KENDAL, Kamis, 10 Februari 2022.
Pagi tadi saya menerima surat undangan Musrenbangcam dari Pak Anton Munajat, Kasi PMD Kecamatan Gemuh yang menyempatkan mampir ke Balai Desa Johorejo sebelum menghadiri peresmian gedung baru Puskesmas Gemuh II di Desa Tlahab.
Sekilas tidak ada hal baru yang mencuri perhatian saya dari kehadiran Pak Anton atau surat yang diberikan beliau, ya... undangan Musrenbangcam pada Senin, 14 Februari 2022 di Aula Kecamatan Gemuh jam 09.00 WiB sampai dengan selesai.... sudah. Itupun adalah tahapan setelah Musrenbangdes di seluruh Desa di Kecamatan Gemuh.
Menjadi menarik ketika saya mulai membaca satu persatu daftar undangan, pandangan saya terhenti ke daftar undangan nomor 5, Ketua Tim Penggerak PKK Desa se Kecamatan Gemuh. Batin saya cuma bergumam, "PKK lagi, PKK lagi, mengapa setiap undangan apapun pasti mengundang PKK?", tetapi setelah itu pikiran saya justru berfikir keras, karena pasti ada alasan kuat dibalik kebijakan bahwa musyawarah pembangunan di Desa maupun tingkat di atasnya harus melibatkan perempuan/PKK.
Saya mencoba untuk searching atau Googling guna menemukan jawaban, saya menemukan tulisan bahwa sejak tahun 2000 pemerintah mengeluarkan Inpres No 9 Tahun 2000 tentang Pengarusutamaan Gender (PUG) di segala bidang pembangunan yang berisi, “menginstruksikan kepada semua pejabat termasuk Gubernur, Bupati, Walikota untuk melaksanakan PUG guna terselenggaranya perencanaan, penyusunan, pelaksanaan, pemantauan dan pengevaluasian PUG atas kebijakan dan program pembangunan responsif gender sesuai tugas pokok, fungsi dan kewenangan masing-masing”.
Memori saya menuntun pada pengalaman dulu ketika menjadi Ketua TPK PNPM di Desa atau Pendamping Lokal PNPM Kecamatan Gemuh yang mewajibkan setiap kegiatan perencanaan pembangunan, peserta rapat dan yang bertanda tangan di setiap Berita Acara minimal 30% perempuan. Nalar fikir saya kala itu belum secara kritis mencari jawaban mengapa harus seperti itu, pikir saya paling-paling untuk mencukupi kebutuhan kampanye kesetaraan gender yang waktu ramai dibahas pada talkshow-talkshow televisi.

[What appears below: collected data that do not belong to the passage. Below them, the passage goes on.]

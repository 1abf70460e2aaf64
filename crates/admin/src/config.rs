//! Admin configuration loaded from environment variables.
//!
//! # Environment Variables
//!
//! ## Required
//! - `ADMIN_DATABASE_URL` - `PostgreSQL` connection string (falls back to `DATABASE_URL`)
//!
//! ## Optional
//! - `ADMIN_HOST` - Bind address (default: 127.0.0.1)
//! - `ADMIN_PORT` - Listen port (default: 3001)
//! - `LOG_FORMAT` - `json` for structured logs, anything else for text
//! - `SENTRY_DSN` - Sentry error tracking DSN
//! - `SENTRY_ENVIRONMENT` - Sentry environment name
//! - `SENTRY_SAMPLE_RATE` - Error sample rate (default: 1.0)
//! - `SENTRY_TRACES_SAMPLE_RATE` - Transaction sample rate (default: 0.1)

use std::net::{IpAddr, SocketAddr};

use secrecy::SecretString;
use thiserror::Error;

/// Configuration errors that can occur during loading.
#[derive(Debug, Error)]
pub enum ConfigError {
    #[error("Missing environment variable: {0}")]
    MissingEnvVar(String),
    #[error("Invalid environment variable {0}: {1}")]
    InvalidEnvVar(String, String),
}

/// Admin application configuration.
#[derive(Debug, Clone)]
pub struct AdminConfig {
    /// `PostgreSQL` database connection URL (contains password)
    pub database_url: SecretString,
    /// IP address to bind the server to
    pub host: IpAddr,
    /// Port to listen on
    pub port: u16,
    /// Emit JSON log lines instead of text
    pub json_logs: bool,
    /// Sentry DSN for error tracking
    pub sentry_dsn: Option<String>,
    /// Sentry environment name
    pub sentry_environment: Option<String>,
    /// Fraction of errors sent to Sentry
    pub sentry_sample_rate: f32,
    /// Fraction of transactions traced
    pub sentry_traces_sample_rate: f32,
}

impl AdminConfig {
    /// Load configuration from environment variables.
    ///
    /// Calls `dotenvy::dotenv()` to load from `.env` file if present.
    ///
    /// # Errors
    ///
    /// Returns `ConfigError` if the database URL is missing or a value fails
    /// to parse.
    pub fn from_env() -> Result<Self, ConfigError> {
        // Load .env file if present (ignore errors if not found)
        let _ = dotenvy::dotenv();

        let database_url = get_database_url("ADMIN_DATABASE_URL")?;
        let host = get_env_or_default("ADMIN_HOST", "127.0.0.1")
            .parse::<IpAddr>()
            .map_err(|e| ConfigError::InvalidEnvVar("ADMIN_HOST".to_string(), e.to_string()))?;
        let port = get_env_or_default("ADMIN_PORT", "3001")
            .parse::<u16>()
            .map_err(|e| ConfigError::InvalidEnvVar("ADMIN_PORT".to_string(), e.to_string()))?;
        let json_logs = get_env_or_default("LOG_FORMAT", "text").eq_ignore_ascii_case("json");
        let sentry_dsn = get_optional_env("SENTRY_DSN");
        let sentry_environment = get_optional_env("SENTRY_ENVIRONMENT");
        let sentry_sample_rate = get_optional_env("SENTRY_SAMPLE_RATE")
            .and_then(|s| s.parse().ok())
            .unwrap_or(1.0);
        let sentry_traces_sample_rate = get_optional_env("SENTRY_TRACES_SAMPLE_RATE")
            .and_then(|s| s.parse().ok())
            .unwrap_or(0.1);

        Ok(Self {
            database_url,
            host,
            port,
            json_logs,
            sentry_dsn,
            sentry_environment,
            sentry_sample_rate,
            sentry_traces_sample_rate,
        })
    }

    /// Returns the socket address for binding the server.
    #[must_use]
    pub const fn socket_addr(&self) -> SocketAddr {
        SocketAddr::new(self.host, self.port)
    }
}

// =============================================================================
// Helper Functions
// =============================================================================

/// Get database URL with fallback to generic `DATABASE_URL`.
fn get_database_url(primary_key: &str) -> Result<SecretString, ConfigError> {
    if let Ok(value) = std::env::var(primary_key) {
        return Ok(SecretString::from(value));
    }
    if let Ok(value) = std::env::var("DATABASE_URL") {
        return Ok(SecretString::from(value));
    }
    Err(ConfigError::MissingEnvVar(primary_key.to_string()))
}

/// Get an optional environment variable.
fn get_optional_env(key: &str) -> Option<String> {
    std::env::var(key).ok().filter(|v| !v.trim().is_empty())
}

/// Get an environment variable with a default value.
fn get_env_or_default(key: &str, default: &str) -> String {
    std::env::var(key).unwrap_or_else(|_| default.to_string())
}
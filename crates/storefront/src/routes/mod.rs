//! HTTP route handlers for the storefront.
//!
//! # Route Structure
//!
//! ```text
//! GET  /health                 - Liveness check
//! GET  /health/ready           - Readiness check (database)
//! GET  /                       - Redirect to /search
//! GET  /search                 - Search results page
//! GET  /product/{slug}         - Product detail page
//!
//! # Cart (form posts, redirect back to /cart)
//! GET  /cart                   - Cart page
//! POST /cart/add               - Add one unit of a product
//! POST /cart/update            - Set a line's quantity (0 removes)
//! POST /cart/remove            - Remove a line
//! POST /cart/clear             - Empty the cart
//!
//! # JSON API (rate limited)
//! GET  /api/search             - Search results and facets
//! GET  /api/products/{slug}    - Product record
//! GET  /api/cart               - Cart contents and totals
//! ```

pub mod cart;
pub mod products;
pub mod search;

use axum::{
    Router,
    extract::State,
    http::StatusCode,
    response::Redirect,
    routing::{get, post},
};

use crate::state::AppState;

/// Create the cart routes router.
pub fn cart_routes() -> Router<AppState> {
    Router::new()
        .route("/", get(cart::show))
        .route("/add", post(cart::add))
        .route("/update", post(cart::update))
        .route("/remove", post(cart::remove))
        .route("/clear", post(cart::clear))
}

/// Create the JSON API router (mounted under `/api`).
pub fn api_routes() -> Router<AppState> {
    Router::new()
        .route("/search", get(search::api_search))
        .route("/products/{slug}", get(products::api_show))
        .route("/cart", get(cart::api_show))
}

/// Liveness health check endpoint.
///
/// Returns "ok" if the server is running. Does not check dependencies.
pub async fn health() -> &'static str {
    "ok"
}

/// Readiness health check endpoint.
///
/// Returns 503 Service Unavailable if the database is not reachable.
pub async fn readiness(State(state): State<AppState>) -> StatusCode {
    match sqlx::query("SELECT 1").fetch_one(state.pool()).await {
        Ok(_) => StatusCode::OK,
        Err(e) => {
            tracing::warn!("Readiness check failed: {e}");
            StatusCode::SERVICE_UNAVAILABLE
        }
    }
}

/// Create the health check and HTML page routes for the storefront.
pub fn routes() -> Router<AppState> {
    Router::new()
        .route("/health", get(health))
        .route("/health/ready", get(readiness))
        .route("/", get(|| async { Redirect::permanent("/search") }))
        .route("/search", get(search::search_page))
        .route("/product/{slug}", get(products::show))
        .nest("/cart", cart_routes())
}

#[cfg(test)]
#[allow(clippy::unwrap_used)]
mod tests {
    use axum::body::Body;
    use axum::http::{Request, header};
    use http_body_util::BodyExt;
    use sqlx::postgres::PgPoolOptions;
    use tower::ServiceExt;

    use super::*;
    use crate::config::tests::test_config;

    /// Router over a pool that never connects; only paths that stop before
    /// the database are exercised.
    fn app() -> Router {
        let pool = PgPoolOptions::new()
            .connect_lazy("postgres://localhost/boutique_test")
            .unwrap();
        routes()
            .nest("/api", api_routes())
            .with_state(AppState::new(test_config(), pool))
    }

    async fn get(uri: &str) -> axum::response::Response {
        app()
            .oneshot(Request::builder().uri(uri).body(Body::empty()).unwrap())
            .await
            .unwrap()
    }

    #[tokio::test]
    async fn test_health() {
        let response = get("/health").await;
        assert_eq!(response.status(), StatusCode::OK);
        let body = response.into_body().collect().await.unwrap().to_bytes();
        assert_eq!(body.as_ref(), b"ok");
    }

    #[tokio::test]
    async fn test_readiness_without_database() {
        // Nothing listens on port 1
        let pool = PgPoolOptions::new()
            .acquire_timeout(std::time::Duration::from_millis(500))
            .connect_lazy("postgres://127.0.0.1:1/boutique_test")
            .unwrap();
        let app = routes().with_state(AppState::new(test_config(), pool));

        let response = app
            .oneshot(Request::builder().uri("/health/ready").body(Body::empty()).unwrap())
            .await
            .unwrap();
        assert_eq!(response.status(), StatusCode::SERVICE_UNAVAILABLE);
    }

    #[tokio::test]
    async fn test_root_redirects_to_search() {
        let response = get("/").await;
        assert_eq!(response.status(), StatusCode::PERMANENT_REDIRECT);
        assert_eq!(response.headers().get(header::LOCATION).unwrap(), "/search");
    }

    #[tokio::test]
    async fn test_malformed_product_slug_is_not_found() {
        let response = get("/api/products/Not%20A%20Slug").await;
        assert_eq!(response.status(), StatusCode::NOT_FOUND);

        let body = response.into_body().collect().await.unwrap().to_bytes();
        let json: serde_json::Value = serde_json::from_slice(&body).unwrap();
        assert!(json["message"].as_str().unwrap().contains("Not A Slug"));
    }

    #[tokio::test]
    async fn test_invalid_page_size_is_bad_request() {
        let response = get("/api/search?pageSize=lots").await;
        assert_eq!(response.status(), StatusCode::BAD_REQUEST);
    }
}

Dulu ketika menjadi penyelenggara Pemilu saya juga menemukan ketentuan di UU yang mengharuskan Calon Anggota legislatif minimal 30% perempuan, tapi itupun bersifat afirmatif dan hanya berlaku dalam pencalonan, soal keterpilihan tidak ada aturan afirmasi 30% karena akan bertentangan dengan ketentuan bahwa yang terpilih menjadi anggota legislatif adalah berdasarkan suara terbanyak.
Kembali ke persoalan perempuan atau PKK tersebut, memang suara perempuan harus diakomodasi dalam perencanaan pembangunan bukan sekedar untuk mencukupi regulasi seperti yang tersebut di atas apalagi sekedar latah untuk mendukung kampanye kesetaraan gender.

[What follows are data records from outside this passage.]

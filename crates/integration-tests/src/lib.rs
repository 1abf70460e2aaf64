//! Integration tests for Boutique.
//!
//! The tests drive running servers over HTTP, so they are `#[ignore]`d by
//! default.
//!
//! # Running Tests
//!
//! ```bash
//! # Prepare the database
//! cargo run -p boutique-cli -- migrate
//! cargo run -p boutique-cli -- seed
//!
//! # Start both servers, then
//! cargo test -p boutique-integration-tests -- --ignored
//! ```
//!
//! # Environment Variables
//!
//! - `ADMIN_BASE_URL` - admin server (default `http://localhost:3001`)
//! - `STOREFRONT_BASE_URL` - storefront server (default `http://localhost:3000`)

#![cfg_attr(not(test), forbid(unsafe_code))]

use reqwest::Client;

pub use boutique_core::catalog::{Product, SubCategory, User};

/// Base URL for the admin server.
#[must_use]
pub fn admin_base_url() -> String {
    std::env::var("ADMIN_BASE_URL").unwrap_or_else(|_| "http://localhost:3001".to_string())
}

/// Base URL for the storefront server.
#[must_use]
pub fn storefront_base_url() -> String {
    std::env::var("STOREFRONT_BASE_URL").unwrap_or_else(|_| "http://localhost:3000".to_string())
}

/// HTTP client that keeps cookies between requests and does not follow
/// redirects, so session-backed flows and redirect targets can be asserted.
///
/// # Panics
///
/// Panics if the client cannot be built.
#[must_use]
#[allow(clippy::expect_used)]
pub fn client() -> Client {
    Client::builder()
        .cookie_store(true)
        .redirect(reqwest::redirect::Policy::none())
        .build()
        .expect("Failed to create HTTP client")
}

/// A name unique to one test run, for rows the test creates and removes.
#[must_use]
pub fn unique_name(prefix: &str) -> String {
    let suffix = uuid::Uuid::new_v4().simple().to_string();
    format!("{prefix} {}", suffix.get(..8).unwrap_or(&suffix))
}
//! CLI command implementations.

pub mod migrate;
pub mod seed;
pub mod users;

use boutique_admin::db::{self, RepositoryError};
use boutique_core::catalog::ValidationError;
use secrecy::SecretString;
use sqlx::PgPool;
use thiserror::Error;

/// Errors that can occur while running a command.
#[derive(Debug, Error)]
pub enum CommandError {
    /// Required environment variable is missing.
    #[error("Missing environment variable: {0}")]
    MissingEnvVar(&'static str),

    /// Database connection or query error.
    #[error("Database error: {0}")]
    Database(#[from] sqlx::Error),

    /// Migration failed.
    #[error("Migration error: {0}")]
    Migration(#[from] sqlx::migrate::MigrateError),

    /// Repository operation failed.
    #[error(transparent)]
    Repository(#[from] RepositoryError),

    /// Input failed validation.
    #[error("Invalid input: {0}")]
    Validation(#[from] ValidationError),

    /// Built-in seed data is malformed.
    #[error("Invalid seed data: {0}")]
    InvalidSeed(String),
}

/// Connect using `ADMIN_DATABASE_URL`, falling back to `DATABASE_URL`.
///
/// # Errors
///
/// Returns `CommandError::MissingEnvVar` if neither is set, or
/// `CommandError::Database` if the connection fails.
pub async fn connect() -> Result<PgPool, CommandError> {
    dotenvy::dotenv().ok();

    let database_url = std::env::var("ADMIN_DATABASE_URL")
        .or_else(|_| std::env::var("DATABASE_URL"))
        .map(SecretString::from)
        .map_err(|_| CommandError::MissingEnvVar("ADMIN_DATABASE_URL"))?;

    tracing::info!("Connecting to database...");
    Ok(db::create_pool(&database_url).await?)
}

Kepentingan perempuan sebagai subjek pembangunan sangatlah penting perannya. Pembangunan yang terkadang sangat eksploitatif dan "maskulin" menyebabkan kepentingan perempuan terpinggirkan. Contoh pembangunan di Desa, seberapa besar anggaran yang pro perempuan? semisal anggaran untuk PKK, masih kecil.
Jadi, mengundang PKK dalam Musrenbang adalah keniscayaan untuk memberikan porsi keterlibatan perempuan dalam proses perencanaan maupun pelaksanaan pembangunan secara adil.

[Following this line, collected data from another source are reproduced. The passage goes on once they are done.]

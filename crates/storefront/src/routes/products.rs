//! Product route handlers.

use askama::Template;
use askama_web::WebTemplate;
use axum::{
    Json,
    extract::{Path, State},
};
use boutique_core::Slug;
use boutique_core::catalog::Product;
use boutique_core::search::{FilterKey, SearchParams};
use tower_sessions::Session;
use tracing::instrument;

use crate::db::CatalogRepository;
use crate::error::{AppError, Result};
use crate::filters;
use crate::routes::cart::cart_count;
use crate::state::AppState;

/// Product card data for grids.
#[derive(Debug, Clone)]
pub struct ProductCard {
    pub slug: String,
    pub url: String,
    pub name: String,
    pub image: String,
    pub fallback_image: String,
    pub price: String,
    pub category: String,
    pub brand: Option<String>,
    pub rating: f64,
    pub num_reviews: i32,
    pub delivery_time: Option<String>,
    pub in_stock: bool,
}

impl From<&Product> for ProductCard {
    fn from(product: &Product) -> Self {
        Self {
            slug: product.slug.to_string(),
            url: format!("/product/{}", product.slug),
            name: product.name.clone(),
            image: product.image_url().to_string(),
            fallback_image: product.fallback_image_url(),
            price: product.price.display(),
            category: product.category.clone(),
            brand: product.brand.clone(),
            rating: product.rating,
            num_reviews: product.num_reviews,
            delivery_time: product.delivery_time.clone(),
            in_stock: product.is_in_stock(),
        }
    }
}

/// Product detail view.
#[derive(Debug, Clone)]
pub struct ProductDetail {
    pub card: ProductCard,
    /// Search page filtered to this product's category.
    pub category_url: String,
    pub description: Option<String>,
    pub sub_category: Option<String>,
    pub images: Vec<String>,
    pub weight: Option<String>,
    pub count_in_stock: i32,
}

impl From<&Product> for ProductDetail {
    fn from(product: &Product) -> Self {
        Self {
            card: ProductCard::from(product),
            category_url: SearchParams::default()
                .filter_url(FilterKey::Category, &product.category),
            description: product.description.clone(),
            sub_category: product.sub_category.clone(),
            images: product.images.clone(),
            weight: product.weight.clone(),
            count_in_stock: product.count_in_stock.get(),
        }
    }
}

/// Product detail page template.
#[derive(Template, WebTemplate)]
#[template(path = "products/show.html")]
pub struct ProductShowTemplate {
    pub product: ProductDetail,
    pub cart_count: u32,
}

/// Parse a path slug and load the product, treating malformed slugs as unknown.
async fn load_product(state: &AppState, raw: &str) -> Result<Product> {
    let not_found = || AppError::NotFound(format!("product {raw}"));
    let slug = Slug::parse(raw).map_err(|_| not_found())?;
    CatalogRepository::new(state.pool())
        .find_by_slug(&slug)
        .await?
        .ok_or_else(not_found)
}

/// Display a product detail page.
#[instrument(skip(state, session))]
pub async fn show(
    State(state): State<AppState>,
    session: Session,
    Path(slug): Path<String>,
) -> Result<ProductShowTemplate> {
    let product = load_product(&state, &slug).await?;

    Ok(ProductShowTemplate {
        product: ProductDetail::from(&product),
        cart_count: cart_count(&session).await,
    })
}

/// Product record as JSON.
#[instrument(skip(state))]
pub async fn api_show(
    State(state): State<AppState>,
    Path(slug): Path<String>,
) -> Result<Json<Product>> {
    load_product(&state, &slug).await.map(Json)
}

#[cfg(test)]
#[allow(clippy::unwrap_used)]
mod tests {
    use boutique_core::{Price, ProductId, StockCount};
    use chrono::Utc;

    use super::*;

    fn product() -> Product {
        Product {
            id: ProductId::new(1),
            name: "Linen Shirt".to_string(),
            slug: Slug::parse("linen-shirt").unwrap(),
            category: "Shirts".to_string(),
            sub_category: None,
            brand: Some("Atelier".to_string()),
            image: None,
            images: Vec::new(),
            price: Price::from_cents(124_950).unwrap(),
            count_in_stock: StockCount::new(0).unwrap(),
            description: None,
            rating: 4.5,
            num_reviews: 12,
            delivery_time: Some("2-3 days".to_string()),
            weight: None,
            is_featured: false,
            created_at: Utc::now(),
            updated_at: Utc::now(),
        }
    }

    #[test]
    fn test_card_from_product() {
        let card = ProductCard::from(&product());
        assert_eq!(card.url, "/product/linen-shirt");
        assert_eq!(card.price, "$1,249.5");
        assert!(!card.in_stock);
        assert_eq!(card.image, boutique_core::catalog::PLACEHOLDER_IMAGE);
        assert!(card.fallback_image.starts_with("https://images.unsplash.com/"));
    }

    #[test]
    fn test_detail_links_to_category() {
        let detail = ProductDetail::from(&product());
        assert!(detail.category_url.starts_with("/search?"));
        assert!(detail.category_url.contains("category=Shirts"));
    }
}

Keperpihakan kepada perempuan wujud nyatanya bukan sekedar mengundang musrenbang saja tetapi ada kegiatan pembangunan dan anggaran yang pro perempuan. Saatnya perempuan bersuara. Semoga.
SUKRON ADIN. PENULIS ADALAH SEKRETARIS DESA JOHOREJO, KECAMATAN GEMUH SEJAK TAHUN 2018.